Maintaining a gluten-free environment
Dealing with cross-contamination issues to ensure gluten-free product integrity is an issue that must be handled correctly, Smulders notes. Currently, the United States has no gluten-free standard; however, a ratified Codex Alimentarius standard governing European food industry regulations ushered in a recent ruling specifying that gluten-free foods must contain less than 20 ppm of gluten, effective 2012. A level of 20 ppm also is the proposed U.S. standard, which most U.S. manufacturers are using voluntarily, Smulders adds.
Baking gluten-free products means taking on the responsibility of designating a separate facility to prevent cross contamination from occurring. “Wheat flour is ever present in a normal bakery-just check your air filters and HVAC,” Schmitt says. Gluten-free baking is “a big financial commitment; ingredients are more expensive and it's not practical and can be unsafe to mix wheat and gluten-free baking, even with cleaning in between,” Albertson adds.

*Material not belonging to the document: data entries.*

//! Declarative pipeline graph: nodes, edges, entry and output sets
//!
//! A [`Pipeline`] is validated once at construction and is read-only
//! afterwards. Per-run state lives in [`crate::context::ExecutionContext`].

use crate::error::{DefinitionError, PipelineError};
use serde::{Deserialize, Serialize};
use std::collections::{BTreeSet, HashMap, HashSet};

/// One processing step bound to a plugin tool
#[derive(Debug, Clone, PartialEq, Eq, Serialize, Deserialize)]
pub struct PipelineNode {
    pub id: String,
    pub plugin_id: String,
    pub tool_id: String,
}

impl PipelineNode {
    pub fn new(
        id: impl Into<String>,
        plugin_id: impl Into<String>,
        tool_id: impl Into<String>,
    ) -> Self {
        Self {
            id: id.into(),
            plugin_id: plugin_id.into(),
            tool_id: tool_id.into(),
        }
    }
}

/// Directed data dependency: `to_node` consumes `from_node`'s output
#[derive(Debug, Clone, PartialEq, Eq, Serialize, Deserialize)]
pub struct PipelineEdge {
    pub from_node: String,
    pub to_node: String,
}

impl PipelineEdge {
    pub fn new(from_node: impl Into<String>, to_node: impl Into<String>) -> Self {
        Self {
            from_node: from_node.into(),
            to_node: to_node.into(),
        }
    }
}

/// Raw pipeline document as it appears on disk
#[derive(Debug, Clone, Serialize, Deserialize)]
pub struct PipelineDefinition {
    pub id: String,
    pub name: String,
    #[serde(default, skip_serializing_if = "Option::is_none")]
    pub description: Option<String>,
    pub nodes: Vec<PipelineNode>,
    #[serde(default)]
    pub edges: Vec<PipelineEdge>,
    #[serde(default)]
    pub entry_nodes: Vec<String>,
    #[serde(default)]
    pub output_nodes: Vec<String>,
}

/// Validated, immutable pipeline graph
#[derive(Debug, Clone, Serialize, Deserialize)]
#[serde(try_from = "PipelineDefinition", into = "PipelineDefinition")]
pub struct Pipeline {
    definition: PipelineDefinition,

    /// Node id -> position in `nodes`
    index: HashMap<String, usize>,

    /// Predecessor node indices per node, in edge declaration order
    predecessors: Vec<Vec<usize>>,

    /// Successor node indices per node, in edge declaration order
    successors: Vec<Vec<usize>>,

    entry_set: HashSet<String>,
}

impl Pipeline {
    /// Build a pipeline, checking its structural invariants
    pub fn new(
        id: impl Into<String>,
        name: impl Into<String>,
        nodes: Vec<PipelineNode>,
        edges: Vec<PipelineEdge>,
        entry_nodes: Vec<String>,
        output_nodes: Vec<String>,
    ) -> Result<Self, DefinitionError> {
        Self::from_definition(PipelineDefinition {
            id: id.into(),
            name: name.into(),
            description: None,
            nodes,
            edges,
            entry_nodes,
            output_nodes,
        })
    }

    /// Validate a raw definition into a pipeline
    pub fn from_definition(definition: PipelineDefinition) -> Result<Self, DefinitionError> {
        if definition.id.trim().is_empty() {
            return Err(DefinitionError::EmptyId);
        }

        let mut index = HashMap::with_capacity(definition.nodes.len());
        for (position, node) in definition.nodes.iter().enumerate() {
            if index.insert(node.id.clone(), position).is_some() {
                return Err(DefinitionError::DuplicateNode {
                    pipeline_id: definition.id.clone(),
                    node_id: node.id.clone(),
                });
            }
        }

        let mut predecessors = vec![Vec::new(); definition.nodes.len()];
        let mut successors = vec![Vec::new(); definition.nodes.len()];
        for edge in &definition.edges {
            let lookup = |node_id: &str| {
                index
                    .get(node_id)
                    .copied()
                    .ok_or_else(|| DefinitionError::DanglingEdge {
                        pipeline_id: definition.id.clone(),
                        from: edge.from_node.clone(),
                        to: edge.to_node.clone(),
                        missing: node_id.to_string(),
                    })
            };
            let from = lookup(&edge.from_node)?;
            let to = lookup(&edge.to_node)?;
            predecessors[to].push(from);
            successors[from].push(to);
        }

        for node_id in &definition.entry_nodes {
            if !index.contains_key(node_id) {
                return Err(DefinitionError::UnknownEntryNode {
                    pipeline_id: definition.id.clone(),
                    node_id: node_id.clone(),
                });
            }
        }
        for node_id in &definition.output_nodes {
            if !index.contains_key(node_id) {
                return Err(DefinitionError::UnknownOutputNode {
                    pipeline_id: definition.id.clone(),
                    node_id: node_id.clone(),
                });
            }
        }

        let entry_set = definition.entry_nodes.iter().cloned().collect();

        Ok(Self {
            definition,
            index,
            predecessors,
            successors,
            entry_set,
        })
    }

    pub fn id(&self) -> &str {
        &self.definition.id
    }

    pub fn name(&self) -> &str {
        &self.definition.name
    }

    pub fn description(&self) -> Option<&str> {
        self.definition.description.as_deref()
    }

    pub fn nodes(&self) -> &[PipelineNode] {
        &self.definition.nodes
    }

    pub fn edges(&self) -> &[PipelineEdge] {
        &self.definition.edges
    }

    pub fn entry_nodes(&self) -> &[String] {
        &self.definition.entry_nodes
    }

    pub fn output_nodes(&self) -> &[String] {
        &self.definition.output_nodes
    }

    pub fn node(&self, node_id: &str) -> Option<&PipelineNode> {
        self.index.get(node_id).map(|&i| &self.definition.nodes[i])
    }

    pub fn is_entry(&self, node_id: &str) -> bool {
        self.entry_set.contains(node_id)
    }

    /// Direct predecessors of a node, in edge declaration order
    pub fn predecessors(&self, node_id: &str) -> Vec<&PipelineNode> {
        self.index
            .get(node_id)
            .map(|&i| {
                self.predecessors[i]
                    .iter()
                    .map(|&p| &self.definition.nodes[p])
                    .collect()
            })
            .unwrap_or_default()
    }

    /// Direct successors of a node, in edge declaration order
    pub fn successors(&self, node_id: &str) -> Vec<&PipelineNode> {
        self.index
            .get(node_id)
            .map(|&i| {
                self.successors[i]
                    .iter()
                    .map(|&s| &self.definition.nodes[s])
                    .collect()
            })
            .unwrap_or_default()
    }

    /// Topological execution order (Kahn's algorithm).
    ///
    /// Among nodes that are ready at the same time, the one declared first
    /// runs first, so the order is deterministic for a given definition.
    pub fn execution_order(&self) -> Result<Vec<&PipelineNode>, PipelineError> {
        let node_count = self.definition.nodes.len();
        let mut in_degree: Vec<usize> = self.predecessors.iter().map(Vec::len).collect();
        let mut ready: BTreeSet<usize> = (0..node_count).filter(|&i| in_degree[i] == 0).collect();
        let mut order = Vec::with_capacity(node_count);

        while let Some(current) = ready.pop_first() {
            order.push(current);
            for &next in &self.successors[current] {
                in_degree[next] -= 1;
                if in_degree[next] == 0 {
                    ready.insert(next);
                }
            }
        }

        if order.len() < node_count {
            let unresolved = (0..node_count)
                .filter(|&i| in_degree[i] > 0)
                .map(|i| self.definition.nodes[i].id.clone())
                .collect();
            return Err(PipelineError::CyclicPipeline {
                pipeline_id: self.definition.id.clone(),
                unresolved,
            });
        }

        Ok(order
            .into_iter()
            .map(|i| &self.definition.nodes[i])
            .collect())
    }

    /// Summary used by registry listings
    pub fn summary(&self) -> PipelineSummary {
        PipelineSummary {
            id: self.definition.id.clone(),
            name: self.definition.name.clone(),
        }
    }

    /// Extended metadata for a pipeline
    pub fn info(&self) -> PipelineInfo {
        PipelineInfo {
            id: self.definition.id.clone(),
            name: self.definition.name.clone(),
            description: self.definition.description.clone(),
            node_count: self.definition.nodes.len(),
            edge_count: self.definition.edges.len(),
            entry_nodes: self.definition.entry_nodes.clone(),
            output_nodes: self.definition.output_nodes.clone(),
        }
    }
}

impl TryFrom<PipelineDefinition> for Pipeline {
    type Error = DefinitionError;

    fn try_from(definition: PipelineDefinition) -> Result<Self, Self::Error> {
        Self::from_definition(definition)
    }
}

impl From<Pipeline> for PipelineDefinition {
    fn from(pipeline: Pipeline) -> Self {
        pipeline.definition
    }
}

/// `{id, name}` entry returned by pipeline listings
#[derive(Debug, Clone, PartialEq, Eq, Serialize, Deserialize)]
pub struct PipelineSummary {
    pub id: String,
    pub name: String,
}

/// Extended pipeline metadata
#[derive(Debug, Clone, PartialEq, Eq, Serialize, Deserialize)]
pub struct PipelineInfo {
    pub id: String,
    pub name: String,
    #[serde(skip_serializing_if = "Option::is_none")]
    pub description: Option<String>,
    pub node_count: usize,
    pub edge_count: usize,
    pub entry_nodes: Vec<String>,
    pub output_nodes: Vec<String>,
}
//! Payload merge policy
//!
//! Merges are flat and last-writer-wins: sources are applied in the order
//! given, and a key present in a later source replaces the earlier value.
//! Nested objects are replaced, not merged.

use crate::plugin::Payload;

/// Apply `source` onto `target`, overwriting colliding keys
pub fn merge_into(target: &mut Payload, source: &Payload) {
    for (key, value) in source {
        target.insert(key.clone(), value.clone());
    }
}

/// Owned variant of [`merge_into`] that avoids cloning values
pub fn merge_owned_into(target: &mut Payload, source: Payload) {
    for (key, value) in source {
        target.insert(key, value);
    }
}

/// Merge sources in order into a fresh payload
pub fn merge_ordered<'a, I>(sources: I) -> Payload
where
    I: IntoIterator<Item = &'a Payload>,
{
    let mut merged = Payload::new();
    for source in sources {
        merge_into(&mut merged, source);
    }
    merged
}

People have asked Smulders whether he operates a dedicated gluten-free facility. But, even if the bakery just makes gluten-free products, ingredients can still be contaminated, he notes. “You must have good GMPs that control allergens, good allergen control procedures and random sample testing of finished products. Raw materials have been found to be contaminated, so you must have a good monitoring and control system in place,” Smulders adds.
When monitoring incoming ingredients, the test method commonly used in the United States is reportedly biased for wheat gluten, and thus may be off by a factor of two or three from barley, Smulders notes. “Still, testing is imperative,” he says.
An evolving market
Some retailers are changing the way they market gluten-free products as demand increases. Surveys and conversations with customers indicate a strong preference for placing gluten-free foods in dedicated areas. In fact, an ease of shopping is the primary driver of where to shop, Smulders notes. Stores not placing gluten-free foods in dedicated sections are possibly losing business on other categories, such as meat and produce.
As sales of gluten-free products continue to climb, and as quality of flavor and texture improves, product diversity increases as well. While once limited to crumbly cookies and dry muffins, gluten-free baked foods now encompass everything from tortillas to brownies to coffeecake. Although perhaps a challenge for the baker, gluten-free products enable those suffering from celiac disease or gluten sensitivities to lead more normal lives.